“Fase 2”? Chi deve decidere bisticcia Come al solito manca un’unica regia nazionale: le Regioni si arrangiano

L’avvio della “fase due”, os­sia la ripresa parziale delle attività lavorative e la possibilità di riappropriarci gradualmente delle nostre li­bertà individuali, è nelle mani del comitato tecnico-scientifico che funge da super consulente per il go­verno e la protezione civile. Ne fanno parte, tra gli altri, il presidente dell’Istituto superiore di sanità, il direttore generale della prevenzione sanitaria del ministero della Salute e il direttore scientifico dell’Istituto na­zionale per le malattie
in­fettive “Spallan­za­ni”.

INDECISIONE TOTALE

Molte teste, messe tutte assieme, difficilmente portano a de­cisioni rapide e certe. Fi­guriamoci in Italia, il Paese dell’autocertificazione. E dunque governo, Iss e comitato di professori non hanno idea di come e quando allentare le misure re­strittive. I tempi della ripresa dipenderanno dall’andamento dei contagi, è chiaro. Ma è impensabile che a 10 giorni dalla scadenza dell’ultimo (per ora) decreto Conte i professionisti dell’emergenza non abbiano ancora stabilito una linea d’azione. Lo sa­rebbe quand’anche l’inizio della “fase due” non fos­se l’agognato giorno 14 ma un po’ più in là. Ci hanno solo detto che non sarà un “tana libera tutti”, e fin qui c’eravamo arrivati da soli. Ma chi saranno i fortunati a poter uscire di casa per primi, a rientrare in fabbrica, a potersi fare una corsetta senza il ridicolo limite dei 200 metri? Mi­stero.

AVANTI IN ORDINE SPARSO

Alcune Regioni stanno av­viando o hanno già avv­iato test sierologici per verificare in base alla presenza o meno degli anticorpi chi ha contratto la malattia e sconfitto il Covid, e dunque – al­meno per qual­che mese – ne sarà immune. Potrebbe rivelarsi un ottimo meccanismo per liberare dalla “quarantena” gli asintomatici. Il governatore veneto Luca Zaia l’ha definita una “pa­tente di immunità”. I primi a essere sottoposti al test saranno medici e infermieri. Idem in Emilia-Ro­magna che è partita ieri. In Liguria l’iter procede spedito. Lazio, To­scana e Friuli Venezia Giu­lia seguono a ruota. Le re­gioni s’arrangiano, dunque: alcune hanno scelto la medesima strategia, altre, come la Campa­nia, prenderanno strade di­verse. Manca la regia dello Stato.

LE VARIE POSIZIONI

«Dei test sierologici si sta discutendo, anche a livello di comitato scientifico e di Iss» ha detto il capo della protezione civile Angelo Borrelli.
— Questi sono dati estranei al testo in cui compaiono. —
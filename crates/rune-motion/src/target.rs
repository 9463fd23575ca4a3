//! Animation targets.
//!
//! A [`Target`] maps properties to the values they should reach, in the order
//! the caller wrote them. A key may be present with no value; such keys are
//! skipped when animating. A [`TargetAndTransition`] adds the transition
//! fields that travel with a request.

use serde::de::{self, MapAccess, Visitor};
use serde::ser::SerializeMap;
use serde::{Deserialize, Deserializer, Serialize, Serializer};
use std::collections::HashMap;
use std::fmt;

use crate::error::Result;
use crate::transition::Transition;
use crate::types::{AnimatableProperty, AnimatableValue, AnimationType};

/// Insertion-ordered property targets.
#[derive(Debug, Clone, Default, PartialEq)]
pub struct Target {
    entries: Vec<(AnimatableProperty, Option<AnimatableValue>)>,
}

impl Target {
    pub fn new() -> Self {
        Self::default()
    }

    /// Set `property` to `value`. An existing key keeps its position.
    pub fn insert(&mut self, property: AnimatableProperty, value: Option<AnimatableValue>) {
        match self.entries.iter_mut().find(|(key, _)| *key == property) {
            Some(entry) => entry.1 = value,
            None => self.entries.push((property, value)),
        }
    }

    pub fn with(mut self, property: AnimatableProperty, value: impl Into<AnimatableValue>) -> Self {
        self.insert(property, Some(value.into()));
        self
    }

    /// Declare `property` without a value.
    pub fn with_undefined(mut self, property: AnimatableProperty) -> Self {
        self.insert(property, None);
        self
    }

    /// The target for `property`: `None` if the key is absent, `Some(None)`
    /// if it is present without a value.
    pub fn get(&self, property: AnimatableProperty) -> Option<Option<&AnimatableValue>> {
        self.entries
            .iter()
            .find(|(key, _)| *key == property)
            .map(|(_, value)| value.as_ref())
    }

    pub fn contains(&self, property: AnimatableProperty) -> bool {
        self.get(property).is_some()
    }

    pub fn iter(&self) -> impl Iterator<Item = (AnimatableProperty, Option<&AnimatableValue>)> {
        self.entries.iter().map(|(key, value)| (*key, value.as_ref()))
    }

    pub fn keys(&self) -> impl Iterator<Item = AnimatableProperty> + '_ {
        self.entries.iter().map(|(key, _)| *key)
    }

    pub fn len(&self) -> usize {
        self.entries.len()
    }

    pub fn is_empty(&self) -> bool {
        self.entries.is_empty()
    }
}

impl FromIterator<(AnimatableProperty, AnimatableValue)> for Target {
    fn from_iter<I: IntoIterator<Item = (AnimatableProperty, AnimatableValue)>>(iter: I) -> Self {
        let mut target = Target::new();
        for (property, value) in iter {
            target.insert(property, Some(value));
        }
        target
    }
}

impl Serialize for Target {
    fn serialize<S: Serializer>(&self, serializer: S) -> std::result::Result<S::Ok, S::Error> {
        let mut map = serializer.serialize_map(Some(self.entries.len()))?;
        for (property, value) in &self.entries {
            map.serialize_entry(property.name(), value)?;
        }
        map.end()
    }
}

struct TargetVisitor;

impl<'de> Visitor<'de> for TargetVisitor {
    type Value = Target;

    fn expecting(&self, f: &mut fmt::Formatter) -> fmt::Result {
        f.write_str("a map of animatable properties to target values")
    }

    fn visit_map<A: MapAccess<'de>>(self, mut access: A) -> std::result::Result<Target, A::Error> {
        let mut target = Target::new();
        while let Some(key) = access.next_key::<String>()? {
            let property = key.parse::<AnimatableProperty>().map_err(de::Error::custom)?;
            let value = access.next_value::<Option<AnimatableValue>>()?;
            target.insert(property, value);
        }
        Ok(target)
    }
}

impl<'de> Deserialize<'de> for Target {
    fn deserialize<D: Deserializer<'de>>(deserializer: D) -> std::result::Result<Self, D::Error> {
        deserializer.deserialize_map(TargetVisitor)
    }
}

/// A target plus the transition fields that travel with it.
///
/// ```json
/// {
///   "x": 100,
///   "opacity": 1,
///   "transition": { "duration": 200 },
///   "transitionFrom": { "hover": { "type": "spring" } },
///   "transitionEnd": { "display": "none" }
/// }
/// ```
#[derive(Debug, Clone, Default, PartialEq, Serialize, Deserialize)]
pub struct TargetAndTransition {
    #[serde(flatten)]
    pub target: Target,
    #[serde(default, skip_serializing_if = "Option::is_none")]
    pub transition: Option<Transition>,
    /// Transitions keyed by the animation type that last drove a value.
    #[serde(
        rename = "transitionFrom",
        default,
        skip_serializing_if = "Option::is_none"
    )]
    pub transition_from: Option<HashMap<AnimationType, Transition>>,
    /// Assigned directly once every started animation settles.
    #[serde(rename = "transitionEnd", default, skip_serializing_if = "Option::is_none")]
    pub transition_end: Option<Target>,
}

impl TargetAndTransition {
    pub fn new(target: Target) -> Self {
        Self {
            target,
            ..Default::default()
        }
    }

    pub fn with_transition(mut self, transition: Transition) -> Self {
        self.transition = Some(transition);
        self
    }

    pub fn with_transition_from(mut self, from: AnimationType, transition: Transition) -> Self {
        self.transition_from
            .get_or_insert_with(HashMap::new)
            .insert(from, transition);
        self
    }

    pub fn with_transition_end(mut self, target: Target) -> Self {
        self.transition_end = Some(target);
        self
    }

    /// Parse a request from JSON.
    pub fn from_json(json: &str) -> Result<Self> {
        Ok(serde_json::from_str(json)?)
    }
}

impl From<Target> for TargetAndTransition {
    fn from(target: Target) -> Self {
        Self::new(target)
    }
}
Con calma, c’è tempo. Il presidente del­l’Istituto superiore di sanità, il professor Angelo Bru­saferro, sostiene che questi esami «sono affidabili, ma anche lunghi e complicati. Tutti gli altri test, rapidi o sierologici, a oggi non hanno raggiunto livelli di affidabilità tali da essere usati». Il collega Giovanni Rezza, direttore del dipartimento malattie infettive dell’Iss – quindi dello stesso ente – ha affermato che l’I­stituto non ha ancora validato questi test. L’e­pi­de­miologo Pierluigi Lo­palco la pensa in altro modo: «Quella dei test anticorpale non solo è una strada promettente, ma è da cominciare a seguire subito, si tratta di un’indagine abbastanza affidabile». Fa­vo­re­vole all’esame an­che la collega Ilaria Ca­pua, mentre all’interno del comitato altri tecnici dibattono su quali test utilizzare, eventualmente, dato che ce ne sarebbero molti a disposizione. Il capo della task force veneta, il professor Andrea Crisanti, a­veva già detto che considera questa strategia veloce e affidabile. Insomma: tra chi dovrebbe decidere co­me riportare il Paese a un minimo di normalità (l’alternativa è ­di­­­­chiarare la bancarotta di Stato) è tutto un chiacchirare, un’appraizione tivù dopo l’altra, ma del­la concretezza nemmeno l’ombra. Il mi­ni­stro France­sco Boc­cia è stato perentorio: «È ur­gen­te avere li­nee guida chiare. Non si possono a­vere valutazioni diversi sui territori». Avvertitelo che è al governo.